The switch auction for 2017 maturities was hugely successful, saving the government more than N$1 billion in upcoming commitments through a single auction. The switch auction for 2018 maturities was good but perceptibly more subdued than the first. The results show there is very little demand, if any, for any instruments dated 2025 or longer. Nevertheless, last week’s switch auction relieved the government of another N$215 million capital market commitments due next year. Not insignificant but not nearly enough to restore momentum.
A negative signal is the decrease in the number of bids. For the GC20 and GC27 bonds, only four bids each were received but for the GC22 there were 11 bids on the table. This is usually when banks buy since their trading desks typically work on a 60-month mandate. I suspect this may also be one of the reason why bank liquidity is on the decline. Banks may be using the capital market to park funds and I doubt they will relinquish their position unless there are clear signals of a revival.
The dynamic between capital market and bank liquidity must not be ignored. The government’s drain on local liquidity last year was the main reason for negative bank liquidity from December 2016 to the first week of May this year. In my view, the banks are now overcapitalised putting them in an ideal position to move and to move aggressively when general economic conditions normalise. This will lead to a rather dramatic turn-around of Private Sector Credit’s demise, but of course, the precondition is that banks must start lending again.
With last week’s mid-year review of the budget, the Minister of Finance offered some very valid points and I am convinced that he would not have asked for N$4 billion more, were he not convinced that revenues will improve, or alternatively, covered his bases by making sure financing arrangements are in place.
But as the new PDM pointed out in the National Assembly on Thursday, the minister’s assumptions are on extremely thin ice and there is no way that he will know whether they are realistic until March next year. Until then, it remains borrow and spend, borrow and spend!
It is interesting to note that Fitch confirmed Namibia’s rating in June this year, about six weeks before Moody’s downgraded us. Do not be fooled by the so-called Fitch upgrade in Augustus. That was not an upgrade, it was a technical adjustment following South Africa’s downgrade, to keep us one notch above them on the zaf scale.
At this point, the only positive item is the elevated foreign reserves. However, in my view this is dead money. It does not help us one bit when it just sits there. It does nothing to restore confidence in the local economy. Foreign reserves are now high enough, that we can easily draw down the N$4 billion the minister needs for his budget, without endangering the balance of payment current account, or the stupid ZAR peg. Mind you, if your reserves are more than your currency in circulation by a factor of seven, then it shows your finance ministry is the engineer of the low liquidity, and not the other way around.

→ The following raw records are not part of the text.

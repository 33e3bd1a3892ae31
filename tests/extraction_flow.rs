use std::time::Duration;

use serde_json::json;

use guidebase::config::ExtractionConfig;
use guidebase::error::ExtractionError;
use guidebase::extraction::{ExtractionClient, JobStart};
use guidebase::poll::{DEFAULT_FAILURE_MESSAGE, JobState};
use guidebase::schema::ContentKind;

mod extraction_stub;
use extraction_stub::{ExtractionStub, ExtractionStubConfig, PollReply};

fn client_for(stub: &ExtractionStub) -> ExtractionClient {
    let config = ExtractionConfig::new(stub.base_url.clone(), "test-key")
        .with_referer("https://guidebase-demo.example.test")
        .with_sync_timeout(Duration::from_secs(5));
    ExtractionClient::new(config).expect("build client")
}

#[tokio::test]
async fn synchronous_extraction_normalizes_the_payload() {
    let stub = ExtractionStub::spawn(ExtractionStubConfig {
        extract_response: Some((
            200,
            json!({
                "data": {
                    "title": "Buttermilk Pancakes",
                    "servings": "4",
                    "ingredients": [{"name": "flour", "quantity": "2", "unit": "cups"}],
                    "instructions": ["Whisk everything", {"step": 2, "text": "Cook on a hot griddle"}],
                }
            }),
        )),
        ..ExtractionStubConfig::default()
    });
    let client = client_for(&stub);

    let item = client
        .extract("https://example.test/pancakes", ContentKind::Recipe)
        .await
        .expect("extraction succeeds");

    assert_eq!(item.title, "Buttermilk Pancakes");
    assert_eq!(item.servings, Some(4));
    assert_eq!(item.materials[0].name, "flour");
    assert_eq!(item.steps.len(), 2);
    assert_eq!(item.steps[0].step_number, 1);
    assert_eq!(item.steps[0].title, "Step 1");
    assert_eq!(item.steps[1].instructions, "Cook on a hot griddle");
}

#[tokio::test]
async fn upstream_error_messages_pass_through() {
    let stub = ExtractionStub::spawn(ExtractionStubConfig {
        extract_response: Some((500, json!({"error": "crawler gave up"}))),
        ..ExtractionStubConfig::default()
    });
    let client = client_for(&stub);

    let err = client
        .extract("https://example.test/guide", ContentKind::Tutorial)
        .await
        .expect_err("extraction fails");

    match err {
        ExtractionError::Upstream { status, message } => {
            assert_eq!(status, Some(500));
            assert!(message.contains("crawler gave up"), "message={message}");
        }
        other => panic!("expected Upstream, got {other:?}"),
    }
}

#[tokio::test]
async fn embedded_error_in_a_success_body_is_an_upstream_failure() {
    let stub = ExtractionStub::spawn(ExtractionStubConfig {
        extract_response: Some((200, json!({"error": "page is paywalled"}))),
        ..ExtractionStubConfig::default()
    });
    let client = client_for(&stub);

    let err = client
        .extract("https://example.test/guide", ContentKind::Tutorial)
        .await
        .expect_err("extraction fails");
    assert!(matches!(err, ExtractionError::Upstream { .. }));
    assert!(err.to_string().contains("page is paywalled"));
}

#[tokio::test]
async fn rejected_credentials_surface_as_auth_error() {
    let stub = ExtractionStub::spawn(ExtractionStubConfig {
        expected_bearer: "a-different-key".to_string(),
        extract_response: Some((200, json!({"data": {"title": "t"}}))),
        ..ExtractionStubConfig::default()
    });
    let client = client_for(&stub);

    let err = client
        .extract("https://example.test/guide", ContentKind::Tutorial)
        .await
        .expect_err("extraction fails");
    assert!(matches!(err, ExtractionError::Auth));
}

#[tokio::test]
async fn invalid_urls_are_rejected_before_any_request() {
    let stub = ExtractionStub::spawn(ExtractionStubConfig::default());
    let client = client_for(&stub);

    for bad in ["", "   ", "ftp://example.test/guide", "not a url"] {
        let err = client
            .extract(bad, ContentKind::Tutorial)
            .await
            .expect_err("validation fails");
        assert!(matches!(err, ExtractionError::Validation(_)), "url={bad:?}");
    }
}

#[tokio::test]
async fn fast_pages_complete_at_submission() {
    let stub = ExtractionStub::spawn(ExtractionStubConfig {
        start_response: Some((
            200,
            json!({
                "status": "completed",
                "data": {"title": "Quick Fix", "steps": [{"instructions": "Tighten the hinge"}]},
            }),
        )),
        ..ExtractionStubConfig::default()
    });
    let client = client_for(&stub);

    let start = client
        .start_job("https://example.test/quick", ContentKind::Tutorial)
        .await
        .expect("job starts");

    match start {
        JobStart::Completed(item) => {
            assert_eq!(item.title, "Quick Fix");
            assert_eq!(item.steps[0].step_number, 1);
        }
        JobStart::Accepted(_) => panic!("expected an inline completion"),
    }
}

#[tokio::test]
async fn polling_tolerates_unmaterialized_jobs_and_is_idempotent() {
    let stub = ExtractionStub::spawn(ExtractionStubConfig {
        start_response: Some((200, json!({"job_id": "job-123"}))),
        poll_replies: vec![
            PollReply::NotFound,
            PollReply::Body(json!({"status": "pending"})),
            PollReply::Body(json!({"status": "running", "progress": 40})),
            PollReply::Body(json!({
                "status": "completed",
                "progress": 100,
                "data": {"title": "Bookshelf", "steps": [{"instructions": "Cut the sides"}]},
            })),
        ],
        ..ExtractionStubConfig::default()
    });
    let client = client_for(&stub);

    let JobStart::Accepted(handle) = client
        .start_job("https://example.test/bookshelf", ContentKind::Tutorial)
        .await
        .expect("job starts")
    else {
        panic!("expected an accepted job");
    };
    assert_eq!(handle.job_id, "job-123");

    // First poll races the service's own bookkeeping: 404 means running.
    let first = client.poll_once(&handle).await.expect("first poll");
    assert_eq!(first.state, JobState::Running);
    assert!(first.error.is_none());

    let second = client.poll_once(&handle).await.expect("second poll");
    assert_eq!(second.state, JobState::Pending);

    let third = client.poll_once(&handle).await.expect("third poll");
    assert_eq!(third.state, JobState::Running);
    assert_eq!(third.progress, Some(40));

    let done = client.poll_once(&handle).await.expect("fourth poll");
    assert_eq!(done.state, JobState::Completed);
    let item = done.data.clone().expect("completed data");
    assert_eq!(item.title, "Bookshelf");

    // A terminal job answers every further poll identically.
    let again = client.poll_once(&handle).await.expect("fifth poll");
    assert_eq!(again.state, JobState::Completed);
    assert_eq!(again.data, done.data);
}

#[tokio::test]
async fn failed_jobs_default_their_error_message() {
    let stub = ExtractionStub::spawn(ExtractionStubConfig {
        poll_replies: vec![PollReply::Body(json!({"status": "failed"}))],
        ..ExtractionStubConfig::default()
    });
    let client = client_for(&stub);

    let handle = guidebase::extraction::JobHandle {
        job_id: "job-9".to_string(),
        kind: ContentKind::Tutorial,
    };
    let snapshot = client.poll_once(&handle).await.expect("poll");
    assert_eq!(snapshot.state, JobState::Failed);
    assert_eq!(snapshot.error.as_deref(), Some(DEFAULT_FAILURE_MESSAGE));
    assert!(snapshot.data.is_none());
}

#[tokio::test]
async fn failed_jobs_carry_the_upstream_message_when_present() {
    let stub = ExtractionStub::spawn(ExtractionStubConfig {
        poll_replies: vec![PollReply::Body(json!({
            "status": "failed",
            "error_message": "target site blocked the crawler",
        }))],
        ..ExtractionStubConfig::default()
    });
    let client = client_for(&stub);

    let handle = guidebase::extraction::JobHandle {
        job_id: "job-10".to_string(),
        kind: ContentKind::Tutorial,
    };
    let snapshot = client.poll_once(&handle).await.expect("poll");
    assert_eq!(snapshot.state, JobState::Failed);
    assert_eq!(
        snapshot.error.as_deref(),
        Some("target site blocked the crawler")
    );
}

#[tokio::test]
async fn unexpected_job_status_is_an_upstream_error() {
    let stub = ExtractionStub::spawn(ExtractionStubConfig {
        poll_replies: vec![PollReply::Body(json!({"status": "paused"}))],
        ..ExtractionStubConfig::default()
    });
    let client = client_for(&stub);

    let handle = guidebase::extraction::JobHandle {
        job_id: "job-11".to_string(),
        kind: ContentKind::Tutorial,
    };
    let err = client.poll_once(&handle).await.expect_err("poll fails");
    assert!(matches!(err, ExtractionError::Upstream { .. }));
    assert!(err.to_string().contains("paused"));
}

By this time of the year, the Ministry of Finance’s budget officials, the National Planning Commission and the Namibia Statistics Agency should be deeply engrossed in daily meetings with officials from the International Monetary Fund for the so-called Article IV Consultations. But everything is quiet on that front, leading me to believe that there is much cooking. In the past, the ministry was quite forthcoming with information on these consultations but this year the silence is deafening. I am just wondering why everyone involved, is holding back.
Personally, I do not think Fitch will downgrade us, or at least there is no compelling reason to do so. If we are compared to our peers, all metrics are more or less in line. The only problem is, all the other have been downgraded so now it will be an anomaly to keep us at investment grade. Furthermore, it will also certainly create some investment tension when one agency has downgraded us while the other says, wait and see.